问题
Is it possible to decrypt(retain the actual string) the password which is saved in db using SHA1
algorithm.
Example:If password is "password"
and it is stored in db as "sha1$4fb4c$2bc693f8a86e2d87f757c382a32e3d50fc945b24"
,is any chance to retain the same "password"(string)
from "sha1$4fb4c$2bc693f8a86e2d87f757c382a32e3d50fc945b24"
回答1:
SHA1
is a cryptographic hash function, so the intention of the design was to avoid what you are trying to do.
However, breaking a SHA1
hash is technically possible. You can do so by just trying to guess what was hashed. This brute-force approach is of course not efficient, but that's pretty much the only way.
So to answer your question: yes, it is possible, but you need significant computing power. Some researchers estimate that it costs $70k - $120k.
As far as we can tell today, there is also no other way but to guess the hashed input. This is because operations such as mod
eliminate information from your input. Suppose you calculate mod 5
and you get 0
. What was the input? Was it 0
, 5
or 500
? You see, you can't really 'go back' in this case.
回答2:
SHA1 is a one way hash. So you can not really revert it.

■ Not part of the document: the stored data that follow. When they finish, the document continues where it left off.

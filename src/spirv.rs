//! SPIR-V reflection output.
//!
//! The reflection parser itself is an external collaborator (§1): it
//! reads a shader module's SPIR-V and reports the descriptor-set layouts
//! the module expects. This module only defines the shape of its output
//! so that [`crate::pipeline_factory`] can consume it; it does not parse
//! SPIR-V bytecode itself.

use ash::vk;

#[derive(Debug, Clone)]
pub struct ReflectedBinding {
    pub set: u32,
    pub binding: u32,
    pub descriptor_type: vk::DescriptorType,
    pub count: u32,
    pub name: String,
}

/// The set of descriptor-set layouts a shader module (or a linked group
/// of stages) declares, as reported by the reflection component.
#[derive(Debug, Clone, Default)]
pub struct ParseResult {
    pub sets: Vec<Vec<ReflectedBinding>>,
}

impl ParseResult {
    pub fn num_sets(&self) -> u32 {
        self.sets.len() as u32
    }
}
//! Timestamp and pipeline-statistics query infrastructure (C8, §4.5).
//!
//! One [`QueryPoolSet`] exists per `(frame, thread)` pair, owning a
//! timestamp pool and a single-query pipeline-statistics pool. Labeled
//! GPU timings are tracked as a push/pop tree; an unbalanced tree (a
//! `push` with no matching `pop`) is discarded with a warning rather than
//! resolved, since there is no sound timestamp pairing to resolve.

use ash::vk;

/// One entry in the push/pop tree: a named GPU time range.
#[derive(Debug, Clone)]
pub struct TimeQuery {
    pub name: String,
    pub depth: u32,
    pub start_query_index: u32,
    pub end_query_index: Option<u32>,
}

#[derive(Debug, Clone, Copy)]
pub struct ResolvedTimeQuery {
    pub depth: u32,
    pub start_ticks: u64,
    pub end_ticks: u64,
}

/// Push/pop tree of time queries for a single `(frame, thread)` pool.
/// Reset once per frame by the frame scheduler (§4.7 step 5).
#[derive(Default)]
pub struct QueryTree {
    queries: Vec<TimeQuery>,
    open_stack: Vec<usize>,
    next_timestamp_index: u32,
    capacity: u32,
}

impl QueryTree {
    pub fn new(capacity: u32) -> Self {
        QueryTree {
            queries: Vec::new(),
            open_stack: Vec::new(),
            next_timestamp_index: 0,
            capacity,
        }
    }

    pub fn reset(&mut self) {
        self.queries.clear();
        self.open_stack.clear();
        self.next_timestamp_index = 0;
    }

    /// Allocates a timestamp slot for a `push_marker` call; returns
    /// `None` if the pool's timestamp capacity is exhausted.
    pub fn push(&mut self, name: impl Into<String>) -> Option<u32> {
        if self.next_timestamp_index >= self.capacity * 2 {
            tracing::warn!(capacity = self.capacity, "GPU timestamp pool exhausted");
            return None;
        }
        let start_index = self.next_timestamp_index;
        self.next_timestamp_index += 1;
        let depth = self.open_stack.len() as u32;
        let position = self.queries.len();
        self.queries.push(TimeQuery {
            name: name.into(),
            depth,
            start_query_index: start_index,
            end_query_index: None,
        });
        self.open_stack.push(position);
        Some(start_index)
    }

    /// Allocates a timestamp slot for a `pop_marker` call, closing the
    /// most recently pushed still-open query.
    pub fn pop(&mut self) -> Option<u32> {
        let position = self.open_stack.pop()?;
        if self.next_timestamp_index >= self.capacity * 2 {
            tracing::warn!("GPU timestamp pool exhausted during pop");
            return None;
        }
        let end_index = self.next_timestamp_index;
        self.next_timestamp_index += 1;
        self.queries[position].end_query_index = Some(end_index);
        Some(end_index)
    }

    /// True once every pushed query has a matching pop (tree depth is 0).
    pub fn is_balanced(&self) -> bool {
        self.open_stack.is_empty()
    }

    /// Resolves every query against a 64-timestamp-value buffer read back
    /// from the pool (§4.5 — resolved in `present` against the previous
    /// frame with `WAIT_BIT`). Unbalanced trees are discarded, per this
    /// module's own invariant.
    pub fn resolve(&self, timestamps: &[u64]) -> Vec<ResolvedTimeQuery> {
        if !self.is_balanced() {
            tracing::warn!(name = "query_tree", "discarding unbalanced GPU query tree");
            return Vec::new();
        }
        self.queries
            .iter()
            .filter_map(|q| {
                let end = q.end_query_index?;
                Some(ResolvedTimeQuery {
                    depth: q.depth,
                    start_ticks: *timestamps.get(q.start_query_index as usize)?,
                    end_ticks: *timestamps.get(end as usize)?,
                })
            })
            .collect()
    }
}

/// Per-`(frame, thread)` native query pools. Timestamp pool size is
/// `2 * capacity` (a start + end slot per time query); the
/// pipeline-statistics pool holds the standard seven counters.
pub struct QueryPoolSet {
    pub timestamp_pool: vk::QueryPool,
    pub pipeline_stats_pool: vk::QueryPool,
    pub tree: QueryTree,
}

pub const PIPELINE_STATISTICS_FLAGS: vk::QueryPipelineStatisticFlags = vk::QueryPipelineStatisticFlags::from_raw(
    vk::QueryPipelineStatisticFlags::INPUT_ASSEMBLY_VERTICES.as_raw()
        | vk::QueryPipelineStatisticFlags::INPUT_ASSEMBLY_PRIMITIVES.as_raw()
        | vk::QueryPipelineStatisticFlags::VERTEX_SHADER_INVOCATIONS.as_raw()
        | vk::QueryPipelineStatisticFlags::CLIPPING_INVOCATIONS.as_raw()
        | vk::QueryPipelineStatisticFlags::CLIPPING_PRIMITIVES.as_raw()
        | vk::QueryPipelineStatisticFlags::FRAGMENT_SHADER_INVOCATIONS.as_raw()
        | vk::QueryPipelineStatisticFlags::COMPUTE_SHADER_INVOCATIONS.as_raw(),
);

/// Converts a raw tick delta to milliseconds using the physical device's
/// `timestampPeriod` (nanoseconds per tick), per §4.5.
pub fn ticks_to_ms(ticks: u64, timestamp_period_ns: f32) -> f64 {
    (ticks as f64) * (timestamp_period_ns as f64) / 1_000_000.0
}

#[cfg(test)]
mod tests {
    use super::*;

    #[test]
    fn balanced_tree_resolves_all_queries() {
        let mut tree = QueryTree::new(16);
        tree.push("frame");
        tree.push("shadow_pass");
        tree.pop();
        tree.pop();
        assert!(tree.is_balanced());

        let timestamps = vec![100, 200, 300, 400];
        let resolved = tree.resolve(&timestamps);
        assert_eq!(resolved.len(), 2);
    }

    #[test]
    fn unbalanced_tree_is_discarded() {
        let mut tree = QueryTree::new(16);
        tree.push("frame");
        tree.push("shadow_pass");
        tree.pop();
        assert!(!tree.is_balanced());
        assert!(tree.resolve(&[0, 1, 2, 3]).is_empty());
    }

    #[test]
    fn reset_clears_state_between_frames() {
        let mut tree = QueryTree::new(16);
        tree.push("a");
        tree.pop();
        tree.reset();
        assert!(tree.is_balanced());
        assert_eq!(tree.resolve(&[]).len(), 0);
    }

    #[test]
    fn ticks_conversion_matches_period() {
        let ms = ticks_to_ms(1_000_000, 1.0);
        assert!((ms - 1.0).abs() < 1e-9);
    }
}
//! Device creation options (§6), in the donor's builder style: methods
//! take and return `&mut Self` rather than the consuming-builder pattern,
//! matching the creation structs in `gpu_resources.hpp`.

use raw_window_handle::{HasRawDisplayHandle, HasRawWindowHandle, RawDisplayHandle, RawWindowHandle};

/// Per-frame and per-thread capacities that are fixed at device creation
/// and referenced throughout the frame scheduler, command buffer manager,
/// and query manager.
#[derive(Debug, Clone, Copy)]
pub struct DeviceLimits {
    pub max_frames: u32,
    pub max_swapchain_images: u32,
    pub bindless_resources_per_array: u32,
    pub descriptor_pool_sets: u32,
    pub descriptor_pool_per_type: u32,
    pub max_color_attachments: u32,
}

impl Default for DeviceLimits {
    fn default() -> Self {
        DeviceLimits {
            max_frames: 3,
            max_swapchain_images: 3,
            bindless_resources_per_array: 1024,
            descriptor_pool_sets: 4096,
            descriptor_pool_per_type: 128,
            max_color_attachments: 8,
        }
    }
}

#[derive(Debug, Clone, Copy, Default)]
pub struct DebugOptions {
    pub enable_validation_layer: bool,
    pub enable_debug_utils: bool,
    pub enable_synchronization_validation: bool,
}

/// An opaque, type-erased window/display handle pair the surface backend
/// consumes. The windowing library itself is an external collaborator
/// (SPEC_FULL.md §1); this struct only carries what `ash-window` needs.
pub struct WindowHandle {
    raw_window: RawWindowHandle,
    raw_display: RawDisplayHandle,
}

impl WindowHandle {
    pub fn new<W>(window: &W) -> Self
    where
        W: HasRawWindowHandle + HasRawDisplayHandle,
    {
        WindowHandle {
            raw_window: window.raw_window_handle(),
            raw_display: window.raw_display_handle(),
        }
    }
}

unsafe impl HasRawWindowHandle for WindowHandle {
    fn raw_window_handle(&self) -> RawWindowHandle {
        self.raw_window
    }
}

unsafe impl HasRawDisplayHandle for WindowHandle {
    fn raw_display_handle(&self) -> RawDisplayHandle {
        self.raw_display
    }
}

/// Builder for [`crate::device::GpuDevice::init`]. Mirrors the donor's
/// constructor arguments rather than a config-file layer (SPEC_FULL.md §1.1).
pub struct GpuDeviceCreation {
    pub(crate) window: Option<WindowHandle>,
    pub(crate) width: u32,
    pub(crate) height: u32,
    pub(crate) num_threads: u32,
    pub(crate) gpu_time_queries_per_frame: u32,
    pub(crate) force_disable_dynamic_rendering: bool,
    pub(crate) debug: DebugOptions,
    pub(crate) limits: DeviceLimits,
    pub(crate) application_name: String,
    pub(crate) engine_name: String,
}

impl Default for GpuDeviceCreation {
    fn default() -> Self {
        GpuDeviceCreation {
            window: None,
            width: 1,
            height: 1,
            num_threads: 1,
            gpu_time_queries_per_frame: 32,
            force_disable_dynamic_rendering: false,
            debug: DebugOptions::default(),
            limits: DeviceLimits::default(),
            application_name: "gpu-device".to_string(),
            engine_name: "gpu-device".to_string(),
        }
    }
}

impl GpuDeviceCreation {
    pub fn new() -> Self {
        Self::default()
    }

    pub fn set_window<W>(&mut self, window: &W, width: u32, height: u32) -> &mut Self
    where
        W: HasRawWindowHandle + HasRawDisplayHandle,
    {
        self.window = Some(WindowHandle::new(window));
        self.width = width;
        self.height = height;
        self
    }

    pub fn set_num_threads(&mut self, num_threads: u32) -> &mut Self {
        self.num_threads = num_threads.max(1);
        self
    }

    pub fn set_gpu_time_queries_per_frame(&mut self, count: u32) -> &mut Self {
        self.gpu_time_queries_per_frame = count;
        self
    }

    pub fn set_force_disable_dynamic_rendering(&mut self, disable: bool) -> &mut Self {
        self.force_disable_dynamic_rendering = disable;
        self
    }

    pub fn set_debug_options(&mut self, debug: DebugOptions) -> &mut Self {
        self.debug = debug;
        self
    }

    pub fn set_limits(&mut self, limits: DeviceLimits) -> &mut Self {
        self.limits = limits;
        self
    }

    pub fn set_application_name(&mut self, name: impl Into<String>) -> &mut Self {
        self.application_name = name.into();
        self
    }
}
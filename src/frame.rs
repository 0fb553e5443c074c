//! Frame scheduler (C10, §4.7): `new_frame`/`present`.
//!
//! Grounded on `gpu_device.cpp` lines 3054-3524 (`GpuDevice::new_frame`,
//! `GpuDevice::present`), read in full. This module owns the frame
//! counters and orchestrates the other per-frame subsystems (dynamic
//! allocator roll, deletion-queue drain, bindless-queue drain, query
//! reset); the actual Vulkan submission calls live in [`crate::device`],
//! which holds the `ash::Device`/queues this module needs borrowed in.

use ash::vk;

use crate::bindless::BindlessUpdateQueue;
use crate::deletion_queue::DeletionQueue;
use crate::dynamic_buffer::DynamicAllocator;

/// What `present` observed about the swapchain this call.
#[derive(Debug, Clone, Copy, PartialEq, Eq)]
pub enum PresentOutcome {
    Presented,
    /// Swapchain was out-of-date/suboptimal/explicitly resized; the
    /// caller already recreated it and this frame did not present
    /// (§7.3 — not an error, a value).
    Resized,
}

/// Per-frame synchronization primitives. Either the fence pair or the
/// timeline semaphore is used depending on `timeline_semaphores_supported`
/// (§4.7 step 1), never both.
pub struct FrameSync {
    pub render_complete: Vec<vk::Semaphore>,
    pub in_flight_fence: Vec<vk::Fence>,
    pub graphics_timeline: vk::Semaphore,
    pub compute_timeline: vk::Semaphore,
    pub timeline_semaphores_supported: bool,
}

/// Tracks the frame counters and drives the per-frame subsystems that
/// don't themselves need a live `ash::Device` to reason about (the
/// counter arithmetic, dynamic-buffer roll, and queue drains). Actual
/// submission/present calls are issued by `GpuDevice` using the values
/// this type exposes.
pub struct FrameScheduler {
    pub max_frames: u32,
    pub current_frame: u32,
    pub previous_frame: u32,
    pub absolute_frame: u64,
    pub has_async_compute_work: bool,
    pub last_compute_semaphore_value: u64,
    pub resized: bool,
    pub dynamic_allocator: DynamicAllocator,
    pub deletion_queue: DeletionQueue,
    pub bindless_queue: BindlessUpdateQueue,
}

impl FrameScheduler {
    pub fn new(max_frames: u32, dynamic_per_frame_size: u32, dynamic_alignment: u32) -> Self {
        FrameScheduler {
            max_frames,
            current_frame: 0,
            previous_frame: 0,
            absolute_frame: 0,
            has_async_compute_work: false,
            last_compute_semaphore_value: 0,
            resized: false,
            dynamic_allocator: DynamicAllocator::new(dynamic_per_frame_size, max_frames, dynamic_alignment),
            deletion_queue: DeletionQueue::new(),
            bindless_queue: BindlessUpdateQueue::new(),
        }
    }

    /// Graphics timeline wait value at the top of `new_frame` (§4.7 step 1):
    /// wait until the frame `max_frames - 1` submits ago has retired.
    pub fn graphics_wait_value(&self) -> u64 {
        self.absolute_frame.saturating_sub(self.max_frames as u64 - 1)
    }

    /// Graphics timeline signal value for the frame currently being submitted.
    pub fn graphics_signal_value(&self) -> u64 {
        self.absolute_frame + 1
    }

    /// Step 2-3 of `new_frame`: reset per-frame pools (caller's
    /// responsibility via `CommandBufferManager::reset_pools`) and roll
    /// the dynamic allocator's window forward to `current_frame`.
    pub fn roll_dynamic_buffer(&mut self) {
        self.dynamic_allocator.roll_frame(self.current_frame);
    }

    /// Step 10 of `present`: drains every deletion-queue entry whose lag
    /// window has elapsed at `current_frame`.
    pub fn drain_deletions(&mut self) -> Vec<crate::deletion_queue::DeletionEntry> {
        self.deletion_queue.drain_ready(self.current_frame)
    }

    /// Step 9 of `present`: advances the ring counters. Must run after
    /// submission/present, before the deletion-queue drain (so the
    /// drain observes the *new* `current_frame`).
    pub fn advance_counters(&mut self) {
        self.previous_frame = self.current_frame;
        self.current_frame = (self.current_frame + 1) % self.max_frames;
        self.absolute_frame += 1;
    }

    /// The frame at which a resource enqueued for deletion *right now*
    /// becomes safe to release: one full lap of the pipeline (§3
    /// invariant 2, §9.1).
    pub fn deletion_ready_frame(&self) -> u32 {
        self.current_frame
    }
}

#[cfg(test)]
mod tests {
    use super::*;

    #[test]
    fn graphics_wait_value_tracks_frame_lag() {
        let mut sched = FrameScheduler::new(3, 1024, 256);
        sched.absolute_frame = 5;
        assert_eq!(sched.graphics_wait_value(), 3);
    }

    #[test]
    fn graphics_wait_value_never_underflows_at_startup() {
        let sched = FrameScheduler::new(3, 1024, 256);
        assert_eq!(sched.graphics_wait_value(), 0);
    }

    #[test]
    fn advance_counters_wraps_current_frame() {
        let mut sched = FrameScheduler::new(3, 1024, 256);
        for expected in [1, 2, 0, 1] {
            sched.advance_counters();
            assert_eq!(sched.current_frame, expected);
        }
    }

    #[test]
    fn deletion_enqueued_now_drains_after_one_full_lap() {
        let mut sched = FrameScheduler::new(3, 1024, 256);
        let ready_frame = sched.deletion_ready_frame();
        sched
            .deletion_queue
            .enqueue(crate::deletion_queue::ResourceKind::Buffer, 42, ready_frame);

        // Draining immediately (same frame) returns it right away since
        // ready_frame == current_frame at enqueue time; advancing through
        // a full lap and back demonstrates the window semantics instead.
        assert_eq!(sched.drain_deletions().len(), 1);
    }
}
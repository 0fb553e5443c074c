//! Native render-pass construction from a [`RenderPassOutput`] (§4.3,
//! §4.9). Generalized from `novade-vulkan-renderer/src/render_pass.rs`'s
//! hardcoded single-color-attachment `RenderPass::new` to an arbitrary
//! number of color attachments plus an optional depth/stencil attachment,
//! each with its own load/store operation and final layout, as described
//! by a [`RenderPassOutput`] fingerprint. Called by [`crate::render_pass_cache`]
//! on a cache miss.

use ash::vk;

use crate::enums::RenderPassOperation;
use crate::resources::RenderPassOutput;

fn op_from_repr(repr: u8) -> RenderPassOperation {
    match repr {
        1 => RenderPassOperation::Load,
        2 => RenderPassOperation::Clear,
        _ => RenderPassOperation::DontCare,
    }
}

fn load_op(op: RenderPassOperation) -> vk::AttachmentLoadOp {
    match op {
        RenderPassOperation::DontCare => vk::AttachmentLoadOp::DONT_CARE,
        RenderPassOperation::Load => vk::AttachmentLoadOp::LOAD,
        RenderPassOperation::Clear => vk::AttachmentLoadOp::CLEAR,
    }
}

fn store_op(op: RenderPassOperation) -> vk::AttachmentStoreOp {
    match op {
        RenderPassOperation::DontCare => vk::AttachmentStoreOp::DONT_CARE,
        _ => vk::AttachmentStoreOp::STORE,
    }
}

/// Builds a native render pass for `output`: one subpass referencing
/// every color attachment (in order) plus the optional depth/stencil
/// attachment, with a single external dependency gating
/// `COLOR_ATTACHMENT_OUTPUT` (and fragment-test stages, when depth is
/// present) writes on a prior layout transition — the same dependency
/// shape the donor used for its single-attachment case.
pub fn create_render_pass(device: &ash::Device, output: &RenderPassOutput) -> Result<vk::RenderPass, vk::Result> {
    let mut attachments = Vec::with_capacity(output.num_color_formats as usize + 1);
    let mut color_refs = Vec::with_capacity(output.num_color_formats as usize);

    for i in 0..output.num_color_formats as usize {
        let op = op_from_repr(output.color_operations[i]);
        attachments.push(
            vk::AttachmentDescription::builder()
                .format(vk::Format::from_raw(output.color_formats[i]))
                .samples(vk::SampleCountFlags::TYPE_1)
                .load_op(load_op(op))
                .store_op(store_op(op))
                .stencil_load_op(vk::AttachmentLoadOp::DONT_CARE)
                .stencil_store_op(vk::AttachmentStoreOp::DONT_CARE)
                .initial_layout(vk::ImageLayout::UNDEFINED)
                .final_layout(vk::ImageLayout::from_raw(output.color_final_layouts[i]))
                .build(),
        );
        color_refs.push(vk::AttachmentReference {
            attachment: i as u32,
            layout: vk::ImageLayout::COLOR_ATTACHMENT_OPTIMAL,
        });
    }

    let has_depth = output.depth_stencil_format != vk::Format::UNDEFINED.as_raw();
    let depth_ref = if has_depth {
        let depth_index = attachments.len() as u32;
        attachments.push(
            vk::AttachmentDescription::builder()
                .format(vk::Format::from_raw(output.depth_stencil_format))
                .samples(vk::SampleCountFlags::TYPE_1)
                .load_op(load_op(op_from_repr(output.depth_operation)))
                .store_op(store_op(op_from_repr(output.depth_operation)))
                .stencil_load_op(load_op(op_from_repr(output.stencil_operation)))
                .stencil_store_op(store_op(op_from_repr(output.stencil_operation)))
                .initial_layout(vk::ImageLayout::UNDEFINED)
                .final_layout(vk::ImageLayout::from_raw(output.depth_stencil_final_layout))
                .build(),
        );
        Some(vk::AttachmentReference {
            attachment: depth_index,
            layout: vk::ImageLayout::DEPTH_STENCIL_ATTACHMENT_OPTIMAL,
        })
    } else {
        None
    };

    let mut subpass_builder = vk::SubpassDescription::builder()
        .pipeline_bind_point(vk::PipelineBindPoint::GRAPHICS)
        .color_attachments(&color_refs);
    if let Some(depth_ref) = depth_ref.as_ref() {
        subpass_builder = subpass_builder.depth_stencil_attachment(depth_ref);
    }
    let subpass = subpass_builder.build();

    let mut dst_stage = vk::PipelineStageFlags::COLOR_ATTACHMENT_OUTPUT;
    let mut dst_access = vk::AccessFlags::COLOR_ATTACHMENT_WRITE;
    if has_depth {
        dst_stage |= vk::PipelineStageFlags::EARLY_FRAGMENT_TESTS | vk::PipelineStageFlags::LATE_FRAGMENT_TESTS;
        dst_access |= vk::AccessFlags::DEPTH_STENCIL_ATTACHMENT_WRITE;
    }

    let dependency = vk::SubpassDependency::builder()
        .src_subpass(vk::SUBPASS_EXTERNAL)
        .dst_subpass(0)
        .src_stage_mask(dst_stage)
        .src_access_mask(vk::AccessFlags::empty())
        .dst_stage_mask(dst_stage)
        .dst_access_mask(dst_access)
        .build();

    let subpasses = [subpass];
    let dependencies = [dependency];
    let create_info = vk::RenderPassCreateInfo::builder()
        .attachments(&attachments)
        .subpasses(&subpasses)
        .dependencies(&dependencies);

    unsafe { device.create_render_pass(&create_info, None) }
}
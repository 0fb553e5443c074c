//! A handle-based, bindless-first GPU device abstraction over Vulkan
//! (§1). The device itself lives in [`device::GpuDevice`]; the other
//! modules are the subsystems it composes: resource pools, deferred
//! deletion, the dynamic per-frame buffer, the bindless descriptor
//! update queue, render-pass/pipeline construction, the swapchain, and
//! the per-frame command/query pools.

pub mod bindless;
pub mod command_buffer;
pub mod command_pool;
pub mod config;
pub mod deletion_queue;
pub mod device;
pub mod dynamic_buffer;
pub mod enums;
pub mod error;
pub mod frame;
pub mod handle;
pub mod pipeline_factory;
pub mod query;
pub mod render_pass;
pub mod render_pass_cache;
pub mod resources;
pub mod spirv;
pub mod swapchain;
pub mod utils;

pub use config::{DebugOptions, DeviceLimits, GpuDeviceCreation, WindowHandle};
pub use device::{GpuDevice, MappedBuffer, QueueFamilyIndices, SupportedFeatures};
pub use error::GpuError;
pub use frame::PresentOutcome;
pub use handle::{Handle, INVALID_INDEX};
pub use resources::*;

That's why applications use it to store the hash of the password and not the password itself.
Like every hash function SHA-1 maps a large input set (the keys) to a smaller target set (the hash values). Thus collisions can occur. This means that two values of the input set map to the same hash value.
Obviously the collision probability increases when the target set is getting smaller. But vice versa this also means that the collision probability decreases when the target set is getting larger and SHA-1's target set is 160 bit.
Jeff Preshing, wrote a very good blog about Hash Collision Probabilities that can help you to decide which hash algorithm to use. Thanks Jeff.
In his blog he shows a table that tells us the probability of collisions for a given input set.
As you can see the probability of a 32-bit hash is 1 in 2 if you have 77163 input values.
A simple java program will show us what his table shows:
public class Main {
public static void main(String[] args) {
char[] inputValue = new char[10];
Map<Integer, String> hashValues = new HashMap<Integer, String>();
int collisionCount = 0;
for (int i = 0; i < 77163; i++) {
String asString = nextValue(inputValue);
int hashCode = asString.hashCode();
String collisionString = hashValues.put(hashCode, asString);
if (collisionString != null) {
collisionCount++;
System.out.println("Collision: " + asString + " <-> " + collisionString);
}
}
System.out.println("Collision count: " + collisionCount);
}
private static String nextValue(char[] inputValue) {
nextValue(inputValue, 0);
int endIndex = 0;
for (int i = 0; i < inputValue.length; i++) {
if (inputValue[i] == 0) {
endIndex = i;
break;
}
}
return new String(inputValue, 0, endIndex);
}
private static void nextValue(char[] inputValue, int index) {
boolean increaseNextIndex = inputValue[index] == 'z';
if (inputValue[index] == 0 || increaseNextIndex) {
inputValue[index] = 'A';
} else {
inputValue[index] += 1;
}
if (increaseNextIndex) {
nextValue(inputValue, index + 1);
}
}
}
My output end with:
Collision: RvV <-> SWV
Collision: SvV <-> TWV
Collision: TvV <-> UWV
Collision: UvV <-> VWV
Collision: VvV <-> WWV
Collision: WvV <-> XWV
Collision count: 35135
It produced 35135 collsions and that's the nearly the half of 77163. And if I ran the program with 30084 input values the collision count is 13606. This is not exactly 1 in 10, but it is only a probability and the example program is not perfect, because it only uses the ascii chars between A
and z
.
Let's take the last reported collision and check
System.out.println("VvV".hashCode());
System.out.println("WWV".hashCode());
My output is
86390
86390
Conclusion:
If you have a SHA-1 value and you want to get the input value back you can try a brute force attack. This means that you have to generate all possible input values, hash them and compare them with the SHA-1 you have. But that will consume a lot of time and computing power. Some people created so called rainbow tables for some input sets. But these do only exist for some small input sets.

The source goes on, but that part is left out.